Per quel che maggiormente rileva direttamente l’odierna controversia, in particolare, parte ricorrente insiste nel richiamare il dettato, di cui all’art. 10- septies (Misure a sostegno dell'edilizia privata) del decreto-legge 21 marzo 2022, n. 21, conv., con mod., legge 20 maggio 2022, n. 51 (“ Misure urgenti per contrastare gli effetti economici e umanitari della crisi ucraina ”), come ulteriormente modificato, secondo cui i titoli edilizi formatisi “fino al 31 dicembre 2024”, “[…] sono prorogati di trentasei mesi: a) i […] termini relativi alle segnalazioni certificate di inizio attività (SCIA), nonché delle autorizzazioni paesaggistiche e alle dichiarazioni e autorizzazioni ambientali comunque denominate […] ”.
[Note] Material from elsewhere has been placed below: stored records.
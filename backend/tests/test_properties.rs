//! Property tests over random configurations and seeds

use fiscal_simulator_core_rs::models::state::{
    GDP_GROWTH_FLOOR, INFLATION_FLOOR, INTEREST_RATE_FLOOR, POPULATION_GROWTH_FLOOR,
};
use fiscal_simulator_core_rs::{simulate, EventKind, SimulationConfig};
use proptest::prelude::*;

fn arb_config() -> impl Strategy<Value = SimulationConfig> {
    (
        any::<u64>(),
        1usize..60,
        0.0f64..50.0,
        -0.05f64..0.10,
        -0.05f64..0.08,
        prop::collection::vec(-3.0f64..3.0, 0..60),
        1.0f64..50.0,
        -0.10f64..0.06,
        -0.04f64..0.03,
    )
        .prop_map(
            |(seed, years, debt, interest, inflation, deficits, gdp, growth, population)| {
                SimulationConfig {
                    initial_debt: debt,
                    simulation_years: years,
                    average_interest_rate: interest,
                    inflation_rate: inflation,
                    annual_deficits: deficits,
                    initial_gdp: gdp,
                    base_gdp_growth_rate: growth,
                    random_events_enabled: true,
                    random_seed: Some(seed),
                    base_population_growth_rate: Some(population),
                    start_year: Some(2025),
                    ..Default::default()
                }
            },
        )
}

proptest! {
    #![proptest_config(ProptestConfig::with_cases(64))]

    #[test]
    fn prop_rate_floors_hold(config in arb_config()) {
        let outcome = simulate(config).unwrap();
        for year in &outcome.trajectory {
            prop_assert!(year.inflation_rate >= INFLATION_FLOOR);
            prop_assert!(year.gdp_growth_rate >= GDP_GROWTH_FLOOR);
            prop_assert!(year.interest_rate >= INTEREST_RATE_FLOOR);
            prop_assert!(year.population_growth_rate >= POPULATION_GROWTH_FLOOR);
        }
    }

    #[test]
    fn prop_debt_ratio_never_negative(config in arb_config()) {
        let outcome = simulate(config).unwrap();
        for year in &outcome.trajectory {
            prop_assert!(year.nominal_debt >= 0.0);
            prop_assert!(year.debt_to_gdp_ratio >= 0.0);
            prop_assert!(year.gdp > 0.0);
            prop_assert!(year.population > 0.0);
        }
    }

    #[test]
    fn prop_score_within_bounds(config in arb_config()) {
        let outcome = simulate(config).unwrap();
        prop_assert!(outcome.assessment.metrics.score <= 20);
        prop_assert_eq!(
            outcome.assessment.metrics.score,
            outcome.assessment.score_breakdown.total()
        );
    }

    #[test]
    fn prop_horizon_is_exact_and_ordered(config in arb_config()) {
        let years = config.simulation_years;
        let outcome = simulate(config).unwrap();

        prop_assert_eq!(outcome.trajectory.len(), years);
        for (i, year) in outcome.trajectory.iter().enumerate() {
            prop_assert_eq!(year.year_index, i);
            prop_assert_eq!(year.year, 2025 + i as i32);
        }
    }

    #[test]
    fn prop_same_seed_same_outcome(config in arb_config()) {
        let first = simulate(config.clone()).unwrap();
        let second = simulate(config).unwrap();

        prop_assert_eq!(first.fingerprint, second.fingerprint);
        prop_assert_eq!(first.assessment, second.assessment);
    }

    #[test]
    fn prop_mutually_exclusive_events(config in arb_config()) {
        let outcome = simulate(config).unwrap();
        for year in &outcome.trajectory {
            prop_assert!(!(year.has_event(EventKind::Recession) && year.has_event(EventKind::Depression)));
            prop_assert!(!(year.has_event(EventKind::WarStart) && year.has_event(EventKind::WarEnd)));
        }
        // A downturn may begin during a boom, but a boom never begins during a downturn
        for started in outcome.event_log.events_of_type("EventStarted") {
            if started.kind() == Some(EventKind::EconomicBoom) {
                let year = &outcome.trajectory[started.year()];
                prop_assert!(!year.had_downturn());
            }
        }
    }
}
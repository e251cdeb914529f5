//! Domain models for the fiscal simulator

pub mod event;
pub mod snapshot;
pub mod state;

// Re-exports
pub use event::{Event, EventLog};
pub use snapshot::YearlySnapshot;
pub use state::{EconomicState, YearFlows, YearRates};
//! Integration tests for the year-by-year progression engine

use fiscal_simulator_core_rs::{
    calculate_progression, EventKind, EventSchedule, Orchestrator, ScenarioEvent, ScheduledEvent,
    SimulationConfig, SimulationError,
};

const EPS: f64 = 1e-9;

fn quiet(years: usize) -> SimulationConfig {
    SimulationConfig {
        initial_debt: 10.0,
        simulation_years: years,
        average_interest_rate: 0.03,
        inflation_rate: 0.0,
        annual_deficits: vec![0.0; years],
        initial_gdp: 100.0,
        base_gdp_growth_rate: 0.02,
        random_events_enabled: false,
        base_population_growth_rate: Some(0.0),
        start_year: Some(2025),
        ..Default::default()
    }
}

#[test]
fn test_single_year_interest_only() {
    let trajectory = calculate_progression(quiet(1)).unwrap();
    let year = &trajectory[0];

    assert!((year.nominal_debt - 10.3).abs() < EPS);
    assert!((year.interest_payment - 0.3).abs() < EPS);
    assert!((year.gdp - 102.0).abs() < EPS);
    assert!((year.debt_to_gdp_ratio - 10.098).abs() < 1e-3);
    assert_eq!(year.principal_change, 0.0);
    assert_eq!(year.year, 2025);
}

#[test]
fn test_interest_compounds_on_prior_debt() {
    let trajectory = calculate_progression(quiet(2)).unwrap();

    assert!((trajectory[1].interest_payment - 10.3 * 0.03).abs() < EPS);
    assert!((trajectory[1].nominal_debt - 10.609).abs() < EPS);
    assert!((trajectory[1].gdp - 104.04).abs() < EPS);
}

#[test]
fn test_inflation_tracks_real_debt() {
    let config = SimulationConfig {
        inflation_rate: 0.02,
        base_gdp_growth_rate: 0.0,
        ..quiet(1)
    };
    let year = &calculate_progression(config).unwrap()[0];

    assert!((year.gdp - 102.0).abs() < EPS);
    assert!((year.real_debt - 10.3 / 1.02).abs() < EPS);
    assert!((year.inflation_adjustment - 10.3 * 0.02 / 1.02).abs() < EPS);
}

#[test]
fn test_population_growth_feeds_gdp_at_half_weight() {
    let config = SimulationConfig {
        base_population_growth_rate: Some(0.01),
        ..quiet(1)
    };
    let year = &calculate_progression(config).unwrap()[0];

    assert!((year.population - 330.0 * 1.01).abs() < EPS);
    assert!((year.gdp - 100.0 * 1.025).abs() < EPS);
    assert_eq!(year.population_growth_rate, 0.01);
}

#[test]
fn test_debt_per_capita_in_dollars() {
    let year = &calculate_progression(quiet(1)).unwrap()[0];
    assert!((year.debt_per_capita - 10.3e12 / 330e6).abs() < 1e-6);
}

#[test]
fn test_short_deficit_list_is_padded() {
    let config = SimulationConfig {
        annual_deficits: vec![1.0],
        ..quiet(3)
    };
    let trajectory = calculate_progression(config).unwrap();

    assert_eq!(trajectory[0].principal_change, 1.0);
    assert_eq!(trajectory[1].principal_change, 0.8);
    assert_eq!(trajectory[2].principal_change, 0.8);
}

#[test]
fn test_surplus_cannot_push_debt_negative() {
    let config = SimulationConfig {
        initial_debt: 1.0,
        annual_deficits: vec![-5.0, -5.0],
        ..quiet(2)
    };
    let trajectory = calculate_progression(config).unwrap();

    for year in &trajectory {
        assert_eq!(year.nominal_debt, 0.0);
        assert_eq!(year.debt_to_gdp_ratio, 0.0);
    }
}

#[test]
fn test_clipped_surplus_is_not_carried_forward() {
    let config = SimulationConfig {
        initial_debt: 1.0,
        annual_deficits: vec![-5.0, 2.0],
        ..quiet(2)
    };
    let trajectory = calculate_progression(config).unwrap();

    assert_eq!(trajectory[0].nominal_debt, 0.0);
    assert_eq!(trajectory[0].principal_change, -5.0);
    assert!((trajectory[1].nominal_debt - 2.0).abs() < EPS);
}

#[test]
fn test_monotonic_horizon_without_events() {
    let config = SimulationConfig {
        random_events_enabled: false,
        simulation_years: 50,
        start_year: Some(2000),
        ..Default::default()
    };
    let trajectory = calculate_progression(config).unwrap();

    assert_eq!(trajectory.len(), 50);
    for (i, year) in trajectory.iter().enumerate() {
        assert_eq!(year.year_index, i);
        assert_eq!(year.year, 2000 + i as i32);
        assert!(year.events.is_empty());
    }
}

#[test]
fn test_principal_change_includes_event_impacts() {
    let config = SimulationConfig {
        simulation_years: 60,
        random_seed: Some(4242),
        random_events_enabled: true,
        ..quiet(60)
    };
    let trajectory = calculate_progression(config.clone()).unwrap();

    for year in &trajectory {
        let summed: f64 = year.events.iter().map(|e| e.impact.deficit).sum();
        assert!((year.event_deficit_impact - summed).abs() < EPS);
        assert!(
            (year.principal_change - (config.deficit_for_year(year.year_index) + summed)).abs()
                < EPS
        );
    }
}

#[test]
fn test_scenario_pandemic_hits_population() {
    let mut config = SimulationConfig {
        random_events_enabled: true,
        random_seed: Some(1),
        base_population_growth_rate: Some(0.0),
        ..quiet(3)
    };
    config.scenario_events = vec![ScheduledEvent {
        event: ScenarioEvent {
            kind: EventKind::Pandemic,
            severity: 1.0,
        },
        schedule: EventSchedule::OneTime { year: 1 },
    }];

    let trajectory = calculate_progression(config).unwrap();

    assert!(trajectory[1].has_event(EventKind::Pandemic));
    assert!(trajectory[1].population_growth_rate < 0.0);
    assert!(trajectory[1].population < trajectory[0].population);
}

#[test]
fn test_stepwise_matches_full_run() {
    let config = SimulationConfig {
        simulation_years: 25,
        random_seed: Some(31337),
        start_year: Some(2025),
        ..Default::default()
    };

    let mut orchestrator = Orchestrator::new(config.clone()).unwrap();
    let mut stepped = Vec::new();
    while !orchestrator.is_finished() {
        stepped.push(orchestrator.step().unwrap());
    }

    assert_eq!(stepped, calculate_progression(config).unwrap());
    assert!(matches!(
        orchestrator.step(),
        Err(SimulationError::HorizonExhausted { horizon: 25 })
    ));
}

#[test]
fn test_event_log_has_one_completion_per_year() {
    let config = SimulationConfig {
        simulation_years: 40,
        random_seed: Some(8),
        ..Default::default()
    };
    let mut orchestrator = Orchestrator::new(config).unwrap();
    orchestrator.run_to_completion().unwrap();

    let log = orchestrator.event_log();
    for year in 0..40 {
        let completions = log
            .events_at_year(year)
            .into_iter()
            .filter(|e| e.event_type() == "YearCompleted")
            .count();
        assert_eq!(completions, 1);
    }
}

#[test]
fn test_config_from_json_runs() {
    let config = SimulationConfig::from_json(
        r#"{
            "initial_debt": 10.0,
            "simulation_years": 3,
            "average_interest_rate": 0.03,
            "inflation_rate": 0.0,
            "annual_deficits": [0.0, 0.0, 0.0],
            "initial_gdp": 100.0,
            "base_gdp_growth_rate": 0.02,
            "random_events_enabled": false,
            "base_population_growth_rate": 0.0,
            "start_year": 2025
        }"#,
    )
    .unwrap();

    assert_eq!(config, quiet(3));
    assert_eq!(calculate_progression(config).unwrap().len(), 3);
}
Al contrario, oppone il Comune, come una siffatta proroga, sia stata oggetto di un specifica rinuncia contenuta nel verbale della conferenza di servizi datato 1° giugno 2023, ad opera del rappresentante della società, ivi costituito, nell’ambito di un percorso amministrativo concordato tra le parti e che coinvolgeva numerosi stabilimenti balneari, che in loco parimenti svolgono attività correlate in area di proprietà privata, volto a ricollocare i manufatti precari e amovibili in questione nell’alveo della nuova pianificazione paesaggistica di cui al PPTR della Puglia.
Più specificamente, evidenzia il Comune resistente la necessità di tener conto: i) dell’aggiornamento degli elaborati del PPTR (come da deliberazione della Giunta regionale n. 424 del 3 marzo 2020); ii) dell’approvazione del PUG adeguato al PPTR (operato con deliberazione di Consiglio comunale n. 19 del 12 maggio 2020); iii) della modifica delle norme regolamentari edilizie comunali (approvate con deliberazione di Consiglio comunale n. 15 del 29 aprile 2021).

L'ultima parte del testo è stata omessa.